» **Task requirements**:
Would you give all of the records again, exactly as they read?

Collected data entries
# # #

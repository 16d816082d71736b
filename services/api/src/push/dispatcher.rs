//! services/api/src/push/dispatcher.rs
//!
//! Delivers "you were liked" events to whoever is currently connected.

use crate::push::registry::ConnectionRegistry;
use crate::web::protocol::ServerMessage;
use async_trait::async_trait;
use matching_core::ports::NotificationService;
use std::sync::Arc;
use tokio::sync::mpsc::error::TrySendError;
use tracing::{debug, warn};
use uuid::Uuid;

/// The [`NotificationService`] backed by the [`ConnectionRegistry`].
///
/// Pushing is a non-blocking enqueue onto the recipient's bounded queue, so
/// a stalled client can never hold up the request that triggered the event.
#[derive(Clone)]
pub struct PushDispatcher {
    registry: Arc<ConnectionRegistry>,
}

impl PushDispatcher {
    pub fn new(registry: Arc<ConnectionRegistry>) -> Self {
        Self { registry }
    }
}

#[async_trait]
impl NotificationService for PushDispatcher {
    async fn notify_liked(&self, target_id: Uuid, actor_id: Uuid) {
        let Some(connection) = self.registry.lookup(target_id).await else {
            debug!(%target_id, %actor_id, "Like notification skipped; recipient offline");
            return;
        };

        match connection.try_push(ServerMessage::liked_by(actor_id)) {
            Ok(()) => debug!(
                %target_id,
                %actor_id,
                connection_id = %connection.id(),
                "Like notification queued"
            ),
            Err(TrySendError::Full(_)) => warn!(
                %target_id,
                connection_id = %connection.id(),
                "Like notification dropped; recipient queue is full"
            ),
            Err(TrySendError::Closed(_)) => debug!(
                %target_id,
                connection_id = %connection.id(),
                "Like notification dropped; connection already closed"
            ),
        }
    }
}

# # #

» **Result**:
repository 16d816082d71736b
filename services/api/src/push/dispatcher.rs
//! services/api/src/push/dispatcher.rs
//!
//! Delivers "you were liked" events to whoever is currently connected.

use crate::push::registry::ConnectionRegistry;
use crate::web::protocol::ServerMessage;
use async_trait::async_trait;
use matching_core::ports::NotificationService;
use std::sync::Arc;
use tokio::sync::mpsc::error::TrySendError;
use tracing::{debug, warn};
use uuid::Uuid;

/// The [`NotificationService`] backed by the [`ConnectionRegistry`].
///
/// Pushing is a non-blocking enqueue onto the recipient's bounded queue, so
/// a stalled client can never hold up the request that triggered the event.
#[derive(Clone)]
pub struct PushDispatcher {
    registry: Arc<ConnectionRegistry>,
}

impl PushDispatcher {
    pub fn new(registry: Arc<ConnectionRegistry>) -> Self {
        Self { registry }
    }
}

#[async_trait]
impl NotificationService for PushDispatcher {
    async fn notify_liked(&self, target_id: Uuid, actor_id: Uuid) {
        let Some(connection) = self.registry.lookup(target_id).await else {
            debug!(%target_id, %actor_id, "Like notification skipped; recipient offline");
            return;
        };

        match connection.try_push(ServerMessage::liked_by(actor_id)) {
            Ok(()) => debug!(
                %target_id,
                %actor_id,
                connection_id = %connection.id(),
                "Like notification queued"
            ),
            Err(TrySendError::Full(_)) => warn!(
                %target_id,
                connection_id = %connection.id(),
                "Like notification dropped; recipient queue is full"
            ),
            Err(TrySendError::Closed(_)) => debug!(
                %target_id,
                connection_id = %connection.id(),
                "Like notification dropped; connection already closed"
            ),
        }
    }
}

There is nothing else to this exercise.